--- Assignment ---
Within the entries below, find each line containing the word "TickSnapshot" and copy it.

--- Material for this exercise ---

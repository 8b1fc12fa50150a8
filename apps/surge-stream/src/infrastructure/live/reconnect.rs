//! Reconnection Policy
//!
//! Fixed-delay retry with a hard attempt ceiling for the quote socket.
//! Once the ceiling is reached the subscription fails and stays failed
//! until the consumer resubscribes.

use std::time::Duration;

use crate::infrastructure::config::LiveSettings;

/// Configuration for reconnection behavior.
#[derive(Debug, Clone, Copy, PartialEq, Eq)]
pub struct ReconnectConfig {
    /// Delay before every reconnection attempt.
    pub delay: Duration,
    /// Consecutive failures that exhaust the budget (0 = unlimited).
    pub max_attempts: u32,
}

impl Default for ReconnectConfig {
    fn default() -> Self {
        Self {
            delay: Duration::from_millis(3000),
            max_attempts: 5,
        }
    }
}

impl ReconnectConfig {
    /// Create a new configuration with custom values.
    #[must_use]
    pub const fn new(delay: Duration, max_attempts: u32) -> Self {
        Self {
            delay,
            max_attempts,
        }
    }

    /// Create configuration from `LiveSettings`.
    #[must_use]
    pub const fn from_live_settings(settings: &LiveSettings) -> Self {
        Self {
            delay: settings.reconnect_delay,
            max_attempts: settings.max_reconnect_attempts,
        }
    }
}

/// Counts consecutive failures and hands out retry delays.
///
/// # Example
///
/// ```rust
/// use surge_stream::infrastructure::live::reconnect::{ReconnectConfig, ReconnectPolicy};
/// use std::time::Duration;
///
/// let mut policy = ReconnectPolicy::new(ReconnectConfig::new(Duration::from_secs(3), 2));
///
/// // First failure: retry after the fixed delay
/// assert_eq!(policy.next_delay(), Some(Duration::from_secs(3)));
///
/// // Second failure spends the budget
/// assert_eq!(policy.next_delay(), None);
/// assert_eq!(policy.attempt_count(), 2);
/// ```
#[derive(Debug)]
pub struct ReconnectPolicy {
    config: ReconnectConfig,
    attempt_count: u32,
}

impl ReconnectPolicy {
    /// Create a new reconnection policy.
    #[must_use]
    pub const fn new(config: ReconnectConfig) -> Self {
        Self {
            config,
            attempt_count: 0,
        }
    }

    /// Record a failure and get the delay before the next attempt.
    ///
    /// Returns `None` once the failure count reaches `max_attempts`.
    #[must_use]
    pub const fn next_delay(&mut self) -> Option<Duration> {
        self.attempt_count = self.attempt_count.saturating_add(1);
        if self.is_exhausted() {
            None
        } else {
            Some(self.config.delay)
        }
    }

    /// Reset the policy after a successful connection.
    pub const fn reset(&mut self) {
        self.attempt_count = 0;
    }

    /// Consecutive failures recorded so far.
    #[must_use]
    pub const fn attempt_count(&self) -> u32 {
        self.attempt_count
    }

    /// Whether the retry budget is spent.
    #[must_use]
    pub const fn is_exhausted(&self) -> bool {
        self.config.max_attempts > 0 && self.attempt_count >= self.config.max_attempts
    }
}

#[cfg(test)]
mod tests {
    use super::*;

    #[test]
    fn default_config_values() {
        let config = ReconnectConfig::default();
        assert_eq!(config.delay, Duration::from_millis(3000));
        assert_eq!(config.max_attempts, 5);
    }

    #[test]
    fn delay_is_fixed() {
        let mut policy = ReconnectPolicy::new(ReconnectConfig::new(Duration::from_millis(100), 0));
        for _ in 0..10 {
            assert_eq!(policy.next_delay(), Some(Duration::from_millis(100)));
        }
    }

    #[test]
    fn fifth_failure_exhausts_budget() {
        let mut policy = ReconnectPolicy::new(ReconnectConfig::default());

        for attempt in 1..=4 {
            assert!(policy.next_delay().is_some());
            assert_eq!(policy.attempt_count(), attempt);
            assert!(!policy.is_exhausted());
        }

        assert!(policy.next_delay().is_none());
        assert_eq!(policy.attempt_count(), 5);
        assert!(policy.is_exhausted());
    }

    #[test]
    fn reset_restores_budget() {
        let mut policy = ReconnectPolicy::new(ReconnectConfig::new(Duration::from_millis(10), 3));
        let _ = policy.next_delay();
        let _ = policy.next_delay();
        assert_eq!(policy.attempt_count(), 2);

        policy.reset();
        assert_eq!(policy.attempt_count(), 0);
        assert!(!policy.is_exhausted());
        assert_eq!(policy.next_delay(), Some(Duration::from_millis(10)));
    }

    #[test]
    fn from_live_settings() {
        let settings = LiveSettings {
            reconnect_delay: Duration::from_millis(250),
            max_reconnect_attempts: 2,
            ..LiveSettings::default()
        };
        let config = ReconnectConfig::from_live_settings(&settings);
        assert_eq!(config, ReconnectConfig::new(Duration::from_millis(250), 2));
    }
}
==
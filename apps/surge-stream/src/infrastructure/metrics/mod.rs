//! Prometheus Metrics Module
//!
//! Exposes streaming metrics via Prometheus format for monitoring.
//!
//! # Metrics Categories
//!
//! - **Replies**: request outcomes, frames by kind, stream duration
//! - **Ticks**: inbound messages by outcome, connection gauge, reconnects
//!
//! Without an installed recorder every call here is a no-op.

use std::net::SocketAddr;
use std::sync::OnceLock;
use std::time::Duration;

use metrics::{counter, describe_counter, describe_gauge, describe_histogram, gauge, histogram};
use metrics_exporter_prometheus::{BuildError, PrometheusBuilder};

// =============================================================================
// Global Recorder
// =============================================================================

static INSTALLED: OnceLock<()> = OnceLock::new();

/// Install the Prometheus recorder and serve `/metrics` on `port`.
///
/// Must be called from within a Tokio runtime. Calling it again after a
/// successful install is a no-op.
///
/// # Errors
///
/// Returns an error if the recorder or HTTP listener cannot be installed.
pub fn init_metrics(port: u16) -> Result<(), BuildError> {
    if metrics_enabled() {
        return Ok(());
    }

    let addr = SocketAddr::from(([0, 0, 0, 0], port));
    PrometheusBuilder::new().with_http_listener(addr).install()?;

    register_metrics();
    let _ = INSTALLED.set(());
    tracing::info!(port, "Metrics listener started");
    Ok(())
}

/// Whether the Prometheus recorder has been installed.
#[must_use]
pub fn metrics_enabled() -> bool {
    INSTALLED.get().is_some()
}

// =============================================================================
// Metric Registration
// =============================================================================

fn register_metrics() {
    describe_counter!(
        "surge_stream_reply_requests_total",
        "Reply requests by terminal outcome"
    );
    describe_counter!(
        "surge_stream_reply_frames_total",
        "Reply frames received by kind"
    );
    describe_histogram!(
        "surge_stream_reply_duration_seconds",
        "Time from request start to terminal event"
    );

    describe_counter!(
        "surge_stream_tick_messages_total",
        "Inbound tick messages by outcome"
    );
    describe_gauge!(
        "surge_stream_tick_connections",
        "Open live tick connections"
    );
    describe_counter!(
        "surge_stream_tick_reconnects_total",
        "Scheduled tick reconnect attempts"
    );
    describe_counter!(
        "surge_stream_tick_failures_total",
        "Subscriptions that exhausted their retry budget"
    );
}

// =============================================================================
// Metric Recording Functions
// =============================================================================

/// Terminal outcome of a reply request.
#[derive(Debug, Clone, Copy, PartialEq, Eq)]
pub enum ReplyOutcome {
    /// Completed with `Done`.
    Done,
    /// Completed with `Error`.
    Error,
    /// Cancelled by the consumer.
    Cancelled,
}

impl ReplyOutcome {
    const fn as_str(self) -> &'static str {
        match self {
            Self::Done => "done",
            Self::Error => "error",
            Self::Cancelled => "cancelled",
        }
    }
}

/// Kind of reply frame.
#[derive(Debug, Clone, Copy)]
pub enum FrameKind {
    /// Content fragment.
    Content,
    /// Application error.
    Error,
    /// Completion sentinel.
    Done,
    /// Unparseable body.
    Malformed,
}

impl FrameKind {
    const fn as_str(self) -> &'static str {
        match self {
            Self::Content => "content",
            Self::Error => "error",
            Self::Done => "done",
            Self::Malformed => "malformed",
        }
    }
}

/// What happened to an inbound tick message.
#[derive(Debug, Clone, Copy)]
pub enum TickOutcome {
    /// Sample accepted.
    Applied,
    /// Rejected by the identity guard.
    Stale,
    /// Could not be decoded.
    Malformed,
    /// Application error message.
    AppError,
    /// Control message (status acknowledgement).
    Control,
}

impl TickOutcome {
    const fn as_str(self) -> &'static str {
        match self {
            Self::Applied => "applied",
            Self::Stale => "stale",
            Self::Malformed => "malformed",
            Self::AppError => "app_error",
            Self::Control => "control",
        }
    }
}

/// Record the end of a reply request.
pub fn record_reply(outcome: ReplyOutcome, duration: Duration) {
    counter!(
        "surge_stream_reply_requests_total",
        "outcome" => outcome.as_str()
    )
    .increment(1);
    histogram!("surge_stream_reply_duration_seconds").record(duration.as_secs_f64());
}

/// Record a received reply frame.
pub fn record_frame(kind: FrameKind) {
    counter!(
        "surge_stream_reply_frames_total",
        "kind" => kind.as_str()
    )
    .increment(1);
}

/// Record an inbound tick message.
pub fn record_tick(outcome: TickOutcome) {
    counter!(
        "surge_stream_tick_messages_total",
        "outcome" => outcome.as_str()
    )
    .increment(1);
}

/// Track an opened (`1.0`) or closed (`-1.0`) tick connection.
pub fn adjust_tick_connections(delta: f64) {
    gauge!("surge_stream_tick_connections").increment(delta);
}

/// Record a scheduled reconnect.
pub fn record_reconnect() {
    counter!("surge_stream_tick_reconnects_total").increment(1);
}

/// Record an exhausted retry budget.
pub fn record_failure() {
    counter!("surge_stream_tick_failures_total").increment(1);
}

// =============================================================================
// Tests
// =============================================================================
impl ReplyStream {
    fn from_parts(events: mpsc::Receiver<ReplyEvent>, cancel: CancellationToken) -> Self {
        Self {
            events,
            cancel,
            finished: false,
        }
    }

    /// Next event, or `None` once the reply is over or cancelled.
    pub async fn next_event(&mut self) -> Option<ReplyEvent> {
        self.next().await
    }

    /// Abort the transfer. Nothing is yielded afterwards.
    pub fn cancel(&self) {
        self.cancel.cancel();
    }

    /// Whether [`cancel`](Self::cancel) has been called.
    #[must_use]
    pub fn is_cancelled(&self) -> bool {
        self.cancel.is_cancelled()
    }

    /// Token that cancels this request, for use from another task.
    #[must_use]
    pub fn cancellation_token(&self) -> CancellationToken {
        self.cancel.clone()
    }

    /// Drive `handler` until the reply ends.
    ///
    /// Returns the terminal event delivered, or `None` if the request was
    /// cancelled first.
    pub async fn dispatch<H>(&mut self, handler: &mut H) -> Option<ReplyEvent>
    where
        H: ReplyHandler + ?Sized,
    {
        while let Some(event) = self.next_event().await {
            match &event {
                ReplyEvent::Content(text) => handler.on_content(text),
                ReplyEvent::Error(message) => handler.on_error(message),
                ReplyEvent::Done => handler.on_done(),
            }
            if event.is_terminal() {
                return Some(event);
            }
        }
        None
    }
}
==
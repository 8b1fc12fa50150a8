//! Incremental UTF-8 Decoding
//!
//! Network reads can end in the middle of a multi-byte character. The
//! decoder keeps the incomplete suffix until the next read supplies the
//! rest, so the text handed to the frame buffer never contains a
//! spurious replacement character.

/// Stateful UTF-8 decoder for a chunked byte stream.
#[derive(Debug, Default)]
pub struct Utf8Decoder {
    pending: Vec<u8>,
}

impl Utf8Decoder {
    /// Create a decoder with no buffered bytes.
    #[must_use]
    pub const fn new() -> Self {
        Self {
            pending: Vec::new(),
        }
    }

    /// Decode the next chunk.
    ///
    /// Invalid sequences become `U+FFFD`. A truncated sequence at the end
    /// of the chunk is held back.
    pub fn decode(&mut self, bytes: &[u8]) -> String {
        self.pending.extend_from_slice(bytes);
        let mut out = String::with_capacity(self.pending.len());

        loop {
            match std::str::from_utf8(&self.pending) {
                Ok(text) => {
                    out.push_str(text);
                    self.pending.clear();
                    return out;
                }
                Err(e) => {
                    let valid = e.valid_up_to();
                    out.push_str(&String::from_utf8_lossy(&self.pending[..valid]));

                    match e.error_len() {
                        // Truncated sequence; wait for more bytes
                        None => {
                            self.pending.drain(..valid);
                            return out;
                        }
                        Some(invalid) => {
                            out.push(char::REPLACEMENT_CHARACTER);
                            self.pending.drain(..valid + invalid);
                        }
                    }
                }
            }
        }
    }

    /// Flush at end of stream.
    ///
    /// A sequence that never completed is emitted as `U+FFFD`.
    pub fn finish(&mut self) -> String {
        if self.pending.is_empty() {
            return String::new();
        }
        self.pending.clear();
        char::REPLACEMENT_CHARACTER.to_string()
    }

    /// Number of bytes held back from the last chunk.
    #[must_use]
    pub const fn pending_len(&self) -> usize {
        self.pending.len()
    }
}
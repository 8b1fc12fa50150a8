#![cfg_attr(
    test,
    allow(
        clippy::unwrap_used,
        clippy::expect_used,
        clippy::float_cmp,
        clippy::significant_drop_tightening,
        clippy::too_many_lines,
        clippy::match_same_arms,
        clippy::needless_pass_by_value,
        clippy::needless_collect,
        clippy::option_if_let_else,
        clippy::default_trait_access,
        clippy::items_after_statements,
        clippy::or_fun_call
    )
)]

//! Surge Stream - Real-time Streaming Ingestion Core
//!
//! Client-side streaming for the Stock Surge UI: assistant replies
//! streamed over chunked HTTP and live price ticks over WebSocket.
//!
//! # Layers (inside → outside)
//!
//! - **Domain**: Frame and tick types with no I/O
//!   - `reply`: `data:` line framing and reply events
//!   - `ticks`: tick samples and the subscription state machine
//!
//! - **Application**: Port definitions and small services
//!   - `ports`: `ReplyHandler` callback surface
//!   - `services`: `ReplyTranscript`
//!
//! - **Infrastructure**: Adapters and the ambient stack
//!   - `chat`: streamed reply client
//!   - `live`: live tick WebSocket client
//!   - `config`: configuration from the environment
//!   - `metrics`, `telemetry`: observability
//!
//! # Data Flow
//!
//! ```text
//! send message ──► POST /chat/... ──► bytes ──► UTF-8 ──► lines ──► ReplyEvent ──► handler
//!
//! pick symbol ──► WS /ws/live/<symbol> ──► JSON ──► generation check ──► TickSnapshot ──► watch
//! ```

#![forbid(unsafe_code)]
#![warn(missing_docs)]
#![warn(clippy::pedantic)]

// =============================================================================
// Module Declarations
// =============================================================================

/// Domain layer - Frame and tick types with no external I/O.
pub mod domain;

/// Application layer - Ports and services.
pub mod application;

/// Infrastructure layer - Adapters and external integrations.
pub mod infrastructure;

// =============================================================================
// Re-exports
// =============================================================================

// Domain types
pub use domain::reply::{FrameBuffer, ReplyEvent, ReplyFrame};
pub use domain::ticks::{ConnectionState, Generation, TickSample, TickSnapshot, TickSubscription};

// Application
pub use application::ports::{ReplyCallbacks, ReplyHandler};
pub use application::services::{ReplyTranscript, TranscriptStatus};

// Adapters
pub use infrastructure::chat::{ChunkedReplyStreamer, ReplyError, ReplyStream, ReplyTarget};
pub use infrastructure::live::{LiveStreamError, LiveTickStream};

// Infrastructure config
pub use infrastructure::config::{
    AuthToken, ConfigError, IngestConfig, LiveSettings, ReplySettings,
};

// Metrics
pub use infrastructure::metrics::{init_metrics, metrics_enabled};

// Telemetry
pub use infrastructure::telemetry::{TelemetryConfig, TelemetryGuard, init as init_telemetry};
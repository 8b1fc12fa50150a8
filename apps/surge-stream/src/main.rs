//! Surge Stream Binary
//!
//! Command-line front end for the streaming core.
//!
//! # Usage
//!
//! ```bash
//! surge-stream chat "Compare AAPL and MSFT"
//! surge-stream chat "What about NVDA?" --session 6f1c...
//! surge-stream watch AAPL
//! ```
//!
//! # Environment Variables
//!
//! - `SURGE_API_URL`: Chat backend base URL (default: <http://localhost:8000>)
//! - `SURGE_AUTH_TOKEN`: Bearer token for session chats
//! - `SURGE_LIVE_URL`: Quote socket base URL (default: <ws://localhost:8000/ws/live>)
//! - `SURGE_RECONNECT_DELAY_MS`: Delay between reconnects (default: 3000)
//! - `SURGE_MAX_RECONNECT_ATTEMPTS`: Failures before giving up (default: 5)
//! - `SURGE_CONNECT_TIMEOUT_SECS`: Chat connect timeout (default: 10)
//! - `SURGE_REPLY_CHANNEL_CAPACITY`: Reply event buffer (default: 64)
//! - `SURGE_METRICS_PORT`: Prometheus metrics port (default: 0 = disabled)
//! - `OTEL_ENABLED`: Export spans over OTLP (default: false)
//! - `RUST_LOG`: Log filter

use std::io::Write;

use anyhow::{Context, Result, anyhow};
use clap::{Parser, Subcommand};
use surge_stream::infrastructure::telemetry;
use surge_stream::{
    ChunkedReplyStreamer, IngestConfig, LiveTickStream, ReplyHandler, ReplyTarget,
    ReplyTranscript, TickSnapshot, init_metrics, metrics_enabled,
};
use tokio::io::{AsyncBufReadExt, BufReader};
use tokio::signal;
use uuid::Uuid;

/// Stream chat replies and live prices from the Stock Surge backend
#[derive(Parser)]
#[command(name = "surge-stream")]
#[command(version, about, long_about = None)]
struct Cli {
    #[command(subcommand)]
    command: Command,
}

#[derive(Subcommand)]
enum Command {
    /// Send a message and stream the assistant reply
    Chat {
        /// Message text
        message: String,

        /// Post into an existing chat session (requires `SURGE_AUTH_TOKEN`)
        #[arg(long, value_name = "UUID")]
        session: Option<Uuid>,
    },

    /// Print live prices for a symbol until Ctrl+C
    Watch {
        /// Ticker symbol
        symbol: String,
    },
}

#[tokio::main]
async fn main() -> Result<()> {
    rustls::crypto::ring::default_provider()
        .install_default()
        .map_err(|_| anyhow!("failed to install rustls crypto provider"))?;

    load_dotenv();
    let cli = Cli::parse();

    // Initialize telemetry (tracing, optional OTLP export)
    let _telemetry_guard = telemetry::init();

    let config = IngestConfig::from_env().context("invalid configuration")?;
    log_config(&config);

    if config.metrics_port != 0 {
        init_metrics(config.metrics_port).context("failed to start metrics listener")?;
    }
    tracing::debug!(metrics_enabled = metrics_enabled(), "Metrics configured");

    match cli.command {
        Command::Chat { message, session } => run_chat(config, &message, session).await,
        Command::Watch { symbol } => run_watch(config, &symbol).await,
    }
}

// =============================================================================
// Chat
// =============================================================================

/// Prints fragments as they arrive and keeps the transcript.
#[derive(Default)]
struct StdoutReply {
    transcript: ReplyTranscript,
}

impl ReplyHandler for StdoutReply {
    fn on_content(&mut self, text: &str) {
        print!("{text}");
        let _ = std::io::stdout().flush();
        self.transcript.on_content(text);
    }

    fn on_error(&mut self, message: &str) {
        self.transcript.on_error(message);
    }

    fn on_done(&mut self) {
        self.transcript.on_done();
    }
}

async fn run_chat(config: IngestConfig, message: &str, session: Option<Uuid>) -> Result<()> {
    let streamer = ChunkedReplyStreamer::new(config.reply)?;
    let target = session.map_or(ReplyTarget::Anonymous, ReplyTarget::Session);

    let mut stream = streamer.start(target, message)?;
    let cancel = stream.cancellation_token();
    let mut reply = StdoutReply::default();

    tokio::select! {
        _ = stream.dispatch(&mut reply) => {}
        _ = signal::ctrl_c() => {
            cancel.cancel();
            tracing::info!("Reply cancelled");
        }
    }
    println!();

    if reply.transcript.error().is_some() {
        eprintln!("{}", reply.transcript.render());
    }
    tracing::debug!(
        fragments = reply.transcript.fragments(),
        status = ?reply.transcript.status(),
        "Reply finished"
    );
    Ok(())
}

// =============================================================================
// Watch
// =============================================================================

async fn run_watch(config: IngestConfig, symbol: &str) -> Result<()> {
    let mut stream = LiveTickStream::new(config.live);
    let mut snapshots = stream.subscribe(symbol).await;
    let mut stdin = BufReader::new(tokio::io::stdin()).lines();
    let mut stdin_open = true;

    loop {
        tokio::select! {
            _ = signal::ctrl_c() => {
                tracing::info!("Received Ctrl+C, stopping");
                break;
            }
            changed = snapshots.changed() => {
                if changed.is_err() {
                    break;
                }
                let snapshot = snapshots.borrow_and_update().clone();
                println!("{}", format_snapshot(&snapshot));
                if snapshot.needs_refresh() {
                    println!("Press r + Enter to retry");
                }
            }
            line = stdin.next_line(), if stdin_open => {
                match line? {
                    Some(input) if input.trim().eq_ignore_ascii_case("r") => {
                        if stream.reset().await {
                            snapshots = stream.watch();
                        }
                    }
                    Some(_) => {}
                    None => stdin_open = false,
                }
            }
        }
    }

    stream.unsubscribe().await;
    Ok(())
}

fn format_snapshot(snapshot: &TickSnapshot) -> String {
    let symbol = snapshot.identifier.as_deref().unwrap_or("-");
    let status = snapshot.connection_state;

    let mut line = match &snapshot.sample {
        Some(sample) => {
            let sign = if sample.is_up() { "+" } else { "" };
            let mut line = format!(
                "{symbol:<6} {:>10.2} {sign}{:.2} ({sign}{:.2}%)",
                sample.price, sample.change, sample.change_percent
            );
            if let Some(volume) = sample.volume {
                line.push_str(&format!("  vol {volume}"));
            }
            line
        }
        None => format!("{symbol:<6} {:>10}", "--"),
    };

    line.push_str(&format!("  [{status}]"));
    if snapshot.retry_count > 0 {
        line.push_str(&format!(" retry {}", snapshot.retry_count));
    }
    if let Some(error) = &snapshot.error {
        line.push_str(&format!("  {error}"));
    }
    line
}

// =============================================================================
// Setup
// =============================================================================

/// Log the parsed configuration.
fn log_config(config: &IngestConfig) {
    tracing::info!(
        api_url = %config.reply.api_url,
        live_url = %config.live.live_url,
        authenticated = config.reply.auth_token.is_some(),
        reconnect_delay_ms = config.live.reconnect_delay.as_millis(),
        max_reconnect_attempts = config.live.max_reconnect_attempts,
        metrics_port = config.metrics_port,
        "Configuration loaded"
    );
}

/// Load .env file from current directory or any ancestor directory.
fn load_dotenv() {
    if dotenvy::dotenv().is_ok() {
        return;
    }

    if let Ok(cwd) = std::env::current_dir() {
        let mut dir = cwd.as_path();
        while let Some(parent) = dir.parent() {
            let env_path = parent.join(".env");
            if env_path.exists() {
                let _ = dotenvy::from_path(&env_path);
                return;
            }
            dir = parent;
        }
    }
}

--- Result for this exercise ---
//! pick symbol ──► WS /ws/live/<symbol> ──► JSON ──► generation check ──► TickSnapshot ──► watch
pub use domain::ticks::{ConnectionState, Generation, TickSample, TickSnapshot, TickSubscription};
    ReplyTranscript, TickSnapshot, init_metrics, metrics_enabled,
fn format_snapshot(snapshot: &TickSnapshot) -> String {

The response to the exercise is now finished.